- Open Clustermancer and use the Look Up a Cluster dialog to search for M67. Reduce the radius to 0.5 degrees, Test Radius, and click Next, then Next again to load the cluster into the Field Star Removal tool.
- Note that there are two populations of stars displayed in the proper motion scatter plot! The denser and more numerous population, centered at (pmRA, pmDE) ~ (-11, -3.5) mas/yr is M67, while the less dense population of field star proper motions is centered around (pmRA, pmDE) ~ (-1.5, -2.5) mas/yr. You can easily verify this by adjusting your Cluster proper motion limits and comparing with the color-magnitude diagram in the bottom-left: the stars at (pmRA, pmDE) ~ (-11, -3.5) mas/yr have a well-defined main sequence and red giant branch, whereas the other population is a cloud of stars indicating a wide range of distances. Can you think of a simple explanation for why the two populations would have such different average proper motions?
- Isolate the cluster’s proper motion and distance ranges as you’ve done in examples 1.1-1.4 above, leaving some extra space as you still need to fetch the rest of the archival data and can then refine limits. Don’t worry that there are some stars to the upper-left of the turnoff point in the color-magnitude diagram.
- Move to Archive Fetching, click Add Catalog Stars, and again select only the Gaia catalogue. Test Radius, and if it fails return to tighten up your proper motion and distance limits. If the catalogue data successfully load, return to refine field star removal. When you are satisfied, proceed to Isochrone Matching.
- Create the Gaia HR diagram: RP vs BP-RP. Ensure you have the Max Error value set to at least 0.15 so the three stars at the bottom-left are displayed. These are white dwarfs, the dead carbon/oxygen cores of low-mass stars that have exhausted their core hydrogen and helium fuel and previously shed off their outer layers as planetary nebulae. It is important to note that while these are in fact cluster members, you should not attempt to fit the isochrone model to these stars.

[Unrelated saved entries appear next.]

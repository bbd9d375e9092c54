// src/fs/mod.rs

//! Filesystem access used by the document store.
//!
//! Production code goes through [`RealFileSystem`]; tests swap in
//! [`mock::MockFileSystem`] so a whole run (including the restore after a
//! publish) can be observed without touching disk.

use std::fmt::Debug;
use std::fs;
use std::path::{Path, PathBuf};

use anyhow::{Context, Result};

pub mod fingerprint;
pub mod mock;

pub use fingerprint::Fingerprint;

/// Abstract filesystem interface.
pub trait FileSystem: Send + Sync + Debug {
    fn read_to_string(&self, path: &Path) -> Result<String>;
    fn write(&self, path: &Path, contents: &[u8]) -> Result<()>;
    fn exists(&self, path: &Path) -> bool;
    fn is_file(&self, path: &Path) -> bool;
    fn is_dir(&self, path: &Path) -> bool;

    /// Return the entries of a directory as full paths, in no particular order.
    fn read_dir(&self, path: &Path) -> Result<Vec<PathBuf>>;
}

/// Implementation that uses `std::fs`.
#[derive(Debug, Clone, Default)]
pub struct RealFileSystem;

impl FileSystem for RealFileSystem {
    fn read_to_string(&self, path: &Path) -> Result<String> {
        fs::read_to_string(path).with_context(|| format!("reading file {:?}", path))
    }

    fn write(&self, path: &Path, contents: &[u8]) -> Result<()> {
        fs::write(path, contents).with_context(|| format!("writing to file {:?}", path))
    }

    fn exists(&self, path: &Path) -> bool {
        path.exists()
    }

    fn is_file(&self, path: &Path) -> bool {
        path.is_file()
    }

    fn is_dir(&self, path: &Path) -> bool {
        path.is_dir()
    }

    fn read_dir(&self, path: &Path) -> Result<Vec<PathBuf>> {
        let mut entries = Vec::new();
        for entry in fs::read_dir(path).with_context(|| format!("reading dir {:?}", path))? {
            let entry = entry?;
            entries.push(entry.path());
        }
        Ok(entries)
    }
}
// src/lib.rs

pub mod cli;
pub mod config;
pub mod dag;
pub mod document;
pub mod engine;
pub mod errors;
pub mod exec;
pub mod fs;
pub mod logging;
pub mod plan;
pub mod prompt;
pub mod target;
pub mod transform;
pub mod types;

use std::path::PathBuf;
use std::sync::Arc;

use tracing::{debug, info, warn};

use crate::cli::CliArgs;
use crate::config::{load_or_default, ConfigFile};
use crate::document::{DocumentStore, TagRegistry};
use crate::engine::{commit_message, PublishOptions, Publisher};
use crate::errors::{MinipipeError, Result};
use crate::exec::{CiRemote, GitCli, GlabCli, VersionControl};
use crate::fs::{FileSystem, RealFileSystem};
use crate::plan::Plan;
use crate::prompt::{AssumeYes, Confirm, StdinConfirm};
use crate::target::{split_target_list, TargetSpec};
use crate::transform::RewrittenDocument;

/// The outside world a run talks to.
#[derive(Clone)]
pub struct Collaborators {
    pub fs: Arc<dyn FileSystem>,
    pub vcs: Arc<dyn VersionControl>,
    pub remote: Arc<dyn CiRemote>,
    pub confirm: Arc<dyn Confirm>,
}

impl std::fmt::Debug for Collaborators {
    fn fmt(&self, f: &mut std::fmt::Formatter<'_>) -> std::fmt::Result {
        f.debug_struct("Collaborators")
            .field("fs", &self.fs)
            .finish_non_exhaustive()
    }
}

impl Collaborators {
    /// Real filesystem, `git` and `glab` in `workdir`, prompts on stdin
    /// unless `assume_yes`.
    pub fn system(workdir: impl Into<PathBuf>, assume_yes: bool) -> Self {
        let workdir = workdir.into();
        let confirm: Arc<dyn Confirm> = if assume_yes {
            Arc::new(AssumeYes)
        } else {
            Arc::new(StdinConfirm)
        };
        Self {
            fs: Arc::new(RealFileSystem),
            vcs: Arc::new(GitCli::new(&workdir)),
            remote: Arc::new(GlabCli::new(&workdir)),
            confirm,
        }
    }
}

/// How a run ended.
#[derive(Debug, Clone, PartialEq)]
pub enum RunOutcome {
    /// `--dry-run`: the documents that would have been published.
    DryRun(Vec<RewrittenDocument>),
    Published { branch: String, url: Option<String> },
    /// The user declined a confirmation prompt.
    Cancelled,
}

/// High-level entry point used by `main.rs`.
pub async fn run(args: CliArgs) -> Result<RunOutcome> {
    let cfg = load_or_default(&args.config)?;
    let workdir = std::env::current_dir()?;
    let collaborators = Collaborators::system(workdir, args.yes);
    run_with(&args, cfg, collaborators).await
}

/// Run against explicit config and collaborators.
///
/// Everything up to and including the plan is validated before the
/// working tree is touched.
pub async fn run_with(
    args: &CliArgs,
    cfg: ConfigFile,
    collaborators: Collaborators,
) -> Result<RunOutcome> {
    let cfg = match &args.ci_dir {
        Some(dir) => cfg.with_ci_dir(dir.clone()),
        None => cfg,
    };
    debug!(?args, "starting run");

    let raw_targets = match &args.jobs {
        Some(list) => split_target_list(list),
        None => match failed_targets(&args.failed_from, &collaborators).await? {
            Some(targets) => targets,
            None => return Ok(RunOutcome::Cancelled),
        },
    };
    if raw_targets.is_empty() {
        return Err(MinipipeError::NoTargets);
    }
    debug!(targets = ?raw_targets, "input jobs");

    let specs = raw_targets
        .iter()
        .map(|raw| TargetSpec::parse(raw))
        .collect::<Result<Vec<_>>>()?;

    let store = DocumentStore::load(
        Arc::clone(&collaborators.fs),
        &cfg.config().ci_dir,
        &cfg.config().documents,
        TagRegistry::from_config(cfg.tags()),
    )?;
    let graph = store.job_graph();
    let plan = Plan::build(&graph, specs, args.repeat, cfg.config().max_parallel)?;

    println!("Generating GitLab CI configuration for these target jobs:");
    for title in plan.titles() {
        println!("  - {title}");
    }

    let outputs = plan.rewrite(store.documents(), &cfg.config().placeholder_job);

    if args.dry_run {
        print_dry_run(&plan, &store, &outputs)?;
        return Ok(RunOutcome::DryRun(outputs));
    }

    let message = commit_message(&cfg.config().commit_prefix, &raw_targets);
    let options = PublishOptions::from_config(&cfg, message, args.no_verify);
    let publisher = Publisher::new(
        Arc::clone(&collaborators.vcs),
        Arc::clone(&collaborators.remote),
    );
    let point = publisher.publish(Arc::new(store), outputs, options).await?;

    let url = match collaborators.remote.pipeline_status(&point.branch).await {
        Ok(status) => status.url,
        Err(err) => {
            warn!(error = %err, "could not read the pipeline url");
            None
        }
    };
    match &url {
        Some(url) => println!("Pipeline URL (double check it is the right one): {url}"),
        None => println!("No pipeline URL found yet for branch '{}'", point.branch),
    }

    Ok(RunOutcome::Published {
        branch: point.branch,
        url,
    })
}

/// Names of the failed jobs of `failed_from`'s last pipeline.
///
/// `None` when the user declines to go on.
async fn failed_targets(
    failed_from: &str,
    collaborators: &Collaborators,
) -> Result<Option<Vec<String>>> {
    collaborators.remote.ensure_ready().await?;
    let branch = collaborators.vcs.current_branch().await?;

    let reference = if failed_from == "HEAD" {
        branch
    } else {
        let question = format!(
            "You are trying to generate failed jobs from '{failed_from}' for current branch '{branch}', continue?"
        );
        if !collaborators.confirm.confirm(&question)? {
            return Ok(None);
        }
        failed_from.to_string()
    };

    info!(reference = %reference, "getting failed jobs");
    let status = collaborators.remote.pipeline_status(&reference).await?;
    if status.running {
        let question = format!(
            "Pipeline is still running for '{reference}', do you want to continue fetching failed jobs?"
        );
        if !collaborators.confirm.confirm(&question)? {
            return Ok(None);
        }
    }

    if status.failed_jobs.is_empty() {
        return Err(MinipipeError::NoFailedJobs(reference));
    }
    Ok(Some(status.failed_jobs))
}

/// Print the plan and the rewritten documents.
fn print_dry_run(plan: &Plan, store: &DocumentStore, outputs: &[RewrittenDocument]) -> Result<()> {
    println!("minipipe dry-run");
    println!("  repeat = {}", plan.repeat());
    println!(
        "  minimum job set ({}): {:?}",
        plan.minimum().len(),
        plan.minimum().iter().collect::<Vec<_>>()
    );
    if !plan.narrowed().is_empty() {
        println!(
            "  narrowed: {:?}",
            plan.narrowed().keys().collect::<Vec<_>>()
        );
    }
    println!();

    for output in outputs {
        println!("# {}", output.path().display());
        print!("{}", store.render(output)?);
        println!();
    }

    debug!("dry-run complete (nothing written)");
    Ok(())
}
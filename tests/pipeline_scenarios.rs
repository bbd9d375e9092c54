// tests/pipeline_scenarios.rs

mod common;

use std::path::PathBuf;

use serde_yaml::Value;

use common::{args, config, Harness, BRANCH};
use minipipe::{run_with, RunOutcome};
use minipipe_test_utils::{document_text, with_timeout, GitStep, JobBuilder};

fn yaml(text: &str) -> Value {
    serde_yaml::from_str(text).unwrap()
}

fn keys(doc: &Value) -> Vec<String> {
    doc.as_mapping()
        .unwrap()
        .keys()
        .filter_map(|k| k.as_str().map(str::to_string))
        .collect()
}

fn abc_documents() -> (String, String) {
    let ab = document_text(&[
        ("A", JobBuilder::script("run a").needs(&["B"]).build()),
        ("B", JobBuilder::script("run b").build()),
    ]);
    let c = document_text(&[("C", JobBuilder::script("run c").build())]);
    (ab, c)
}

#[tokio::test]
async fn target_keeps_its_needs_and_fills_emptied_documents() {
    let (ab, c) = abc_documents();
    let h = Harness::new(&[("ab.yml", &ab), ("c.yml", &c)]);

    let outcome = with_timeout(run_with(&args(&["-j", "A"]), config(), h.collaborators()))
        .await
        .unwrap();
    assert!(matches!(outcome, RunOutcome::Published { ref branch, .. } if branch == BRANCH));

    let commits = h.vcs.commits();
    assert_eq!(commits.len(), 1);
    let files = &commits[0].files;

    let ab_out = yaml(&files[&PathBuf::from("gitlab/ab.yml")]);
    assert_eq!(keys(&ab_out), vec!["A", "B"]);

    let c_out = yaml(&files[&PathBuf::from("gitlab/c.yml")]);
    assert_eq!(c_out, yaml(".emptyPlaceHolder: {variables: []}"));

    // The working tree is back to what it was.
    assert_eq!(h.document("ab.yml"), ab);
    assert_eq!(h.document("c.yml"), c);
}

#[tokio::test]
async fn subjob_target_narrows_the_matrix() {
    let pkg = document_text(&[(
        "pkg",
        JobBuilder::script("make pkg")
            .matrix_axis("FILE", &["f1", "f2", "f3"])
            .build(),
    )]);
    let h = Harness::new(&[("pkg.yml", &pkg)]);

    let outcome = run_with(&args(&["-j", "pkg:[f2]", "--dry-run"]), config(), h.collaborators())
        .await
        .unwrap();

    let RunOutcome::DryRun(outputs) = outcome else {
        panic!("expected a dry run");
    };
    assert_eq!(
        outputs[0].jobs()["pkg"]["parallel"],
        yaml("{matrix: [{FILE: [f2]}]}")
    );
    // dry runs never touch git
    assert!(h.vcs.calls().is_empty());
    assert!(h.remote.calls().is_empty());
}

#[tokio::test]
async fn repeat_follows_the_three_shapes() {
    let jobs = document_text(&[
        ("plain", JobBuilder::script("x").build()),
        ("ints", JobBuilder::script("x").parallel(4).build()),
        (
            "mat",
            JobBuilder::script("x")
                .matrix_axis("TESTFILE", &["f1", "f2"])
                .build(),
        ),
    ]);
    let h = Harness::new(&[("jobs.yml", &jobs)]);

    let outcome = run_with(
        &args(&["-j", "plain, ints, mat", "-r", "3", "--dry-run"]),
        config(),
        h.collaborators(),
    )
    .await
    .unwrap();
    let RunOutcome::DryRun(outputs) = outcome else {
        panic!("expected a dry run");
    };
    let out = outputs[0].jobs();

    assert_eq!(out["plain"]["parallel"], yaml("{matrix: [{REPEAT: [0, 1, 2]}]}"));
    assert_eq!(out["ints"]["parallel"], Value::from(12u64));
    assert_eq!(
        out["mat"]["parallel"],
        yaml("{matrix: [{TESTFILE: [f1, f2], REPEAT: [0, 1, 2]}]}")
    );
}

#[tokio::test]
async fn templates_and_globals_survive() {
    let text = r#"
stages: [build, test]
variables:
  GIT_DEPTH: "1"
.base:
  image: alpine
  before_script: !reference [.setup, script]
.setup:
  script: [echo setup]
build:
  extends: .base
  script: [make]
lint:
  script: [make lint]
"#;
    let h = Harness::new(&[("ci.yml", text)]);

    let outcome = run_with(&args(&["-j", "build", "--dry-run"]), config(), h.collaborators())
        .await
        .unwrap();
    let RunOutcome::DryRun(outputs) = outcome else {
        panic!("expected a dry run");
    };
    let names: Vec<&str> = outputs[0].job_names().collect();
    assert_eq!(names, vec!["stages", "variables", ".base", ".setup", "build"]);
}

#[tokio::test]
async fn published_commit_holds_rewrite_and_push_starts_pipeline() {
    let (ab, c) = abc_documents();
    let h = Harness::new(&[("ab.yml", &ab), ("c.yml", &c)])
        .with_remote(|r| r.with_url("https://gitlab.com/g/p/-/pipelines/42"));

    let outcome = run_with(&args(&["-j", "C", "-n"]), config(), h.collaborators())
        .await
        .unwrap();
    assert_eq!(
        outcome,
        RunOutcome::Published {
            branch: BRANCH.to_string(),
            url: Some("https://gitlab.com/g/p/-/pipelines/42".to_string()),
        }
    );

    let commit = &h.vcs.commits()[0];
    assert!(commit.no_verify);
    assert!(commit.message.starts_with("[Don't merge this commit!] minimum pipeline for: C"));
    assert_eq!(
        h.vcs.pushes(),
        vec![("origin".to_string(), BRANCH.to_string(), commit.id.clone())]
    );
    assert_eq!(
        h.remote.calls(),
        vec![
            format!("has_open_merge_request {BRANCH}"),
            format!("run_pipeline {BRANCH}"),
            format!("pipeline_status {BRANCH}"),
        ]
    );
    // reset back to the pre-run commit
    assert_eq!(h.vcs.head(), "c0");
    assert_eq!(h.vcs.count(GitStep::Reset), 1);
}

#[tokio::test]
async fn open_merge_request_skips_manual_pipeline() {
    let (ab, c) = abc_documents();
    let h = Harness::new(&[("ab.yml", &ab), ("c.yml", &c)])
        .with_remote(|r| r.with_open_merge_request());

    run_with(&args(&["-j", "A"]), config(), h.collaborators())
        .await
        .unwrap();

    assert!(!h.remote.calls().iter().any(|c| c.starts_with("run_pipeline")));
}

#[tokio::test]
async fn uncommitted_work_is_stashed_and_popped() {
    let (ab, c) = abc_documents();
    let h = Harness::new(&[("ab.yml", &ab), ("c.yml", &c)]);
    // edited after the last commit
    let edited = format!("{c}D:\n  script: [run d]\n");
    h.fs.add_file("gitlab/c.yml", edited.as_str());

    run_with(&args(&["-j", "D"]), config(), h.collaborators())
        .await
        .unwrap();

    assert_eq!(h.vcs.count(GitStep::Stash), 1);
    assert_eq!(h.vcs.count(GitStep::StashPop), 1);
    assert!(!h.vcs.has_stash());
    assert_eq!(h.document("c.yml"), edited);

    // the commit was built from the edited documents
    let files = &h.vcs.commits()[0].files;
    let c_out = yaml(&files[&PathBuf::from("gitlab/c.yml")]);
    assert_eq!(keys(&c_out), vec!["D"]);
}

- Adjust distance (FSR mean is given, but you may also want to check the distribution on the FSR page), age, metallicity, and E(B-V) to find the set of parameters in which the isochrone model passes through the denser, single star main sequence population, up through the turnoff point and along the giant branch, and has a compact horizontal branch population at the bottom of the asymptotic giant branch. Your graph should look similar to the one in Figure 4 (though without the annotation). Download your own PNG image of this HR daigram.

Figure 4: annotated Gaia HR diagram of M67. - Proceed to the Results Summary page where you will find estimates of the cluster’s number of stars, mass, radius, velocity dispersion, central location, as well as the parameters you entered, as well as tables of individual star data that you can download. Click Download Sources to download a csv containing astrometry and photometry data for all the stars in this cluster. Click the CSV button at the bottom-left and save a copy of the parameter values you just derived through your analysis.
- Now, open Afterglow Access in a separate window and close any open images in your Workbench. You may discard changes. Open the four BVRI images of NGC 2682 (M67) located in the “Sample > MWU > Module 5 – HR Diagrams > NGC2682” directory. With the E(B-V) value you estimated, you can now create a tri-color de-reddened image of this cluster:
- Group the BVR images and color each one appropriately, by right-clicking each image file.
- Click Color Composite Tools > Link All Layers (Pixel Value), then Color Composite Tools > Photometric Calibration, and click Measure zero points with field calibration.
- Enter the E(B-V) value you determined through isochrone matching, then click Calibrate Colors.
- Change the stretch mode to Midtone, click Default Preset, then tweak levels to your preference.
- At the bottom-right of the image click Export Image as JPG to download your dereddened color image.
- Comparing your color image to your Gaia HR diagram, you should clearly see the bright blue stars in the image that were plotted above the cluster’s turn-off point. In fact, with the data file you saved in step 6, you could identify these stars in your data set and locate them on the color image by cross-referencing their RA and Dec values. These stars are known as blue stragglers because they are massive blue stars that appear to have not evolved off the main sequence when the turn-off point reached them, so they are “straggling” behind. In general, it is important to ignore blue stragglers when fitting isochrone models because they are a result of evolutionary changes in binary star systems and are not accounted for by the models. However, their differences make them interesting stars to study!
Note: There is an important difference between the most massive young blue stars in star forming regions like IC 2948 and the stars that are designated as blue stragglers. The former may be isolated main sequence stars that simply formed later than the rest of the cluster. On the other hand, blue stragglers are thought to have formed from later stage mass transfer in binary star systems or stellar collisions, resulting in a more massive star that still has hydrogen fuel in its core, even though a star with the same mass that formed at the time that the rest of the cluster did would have already used up all its core hydrogen and evolved off the main sequence. - Note that so far, we’ve identified the unresolved binaries that lie above the single star main sequence, white dwarfs, and now blue stragglers as stars that should be avoided when matching isochrones to cluster HR diagrams.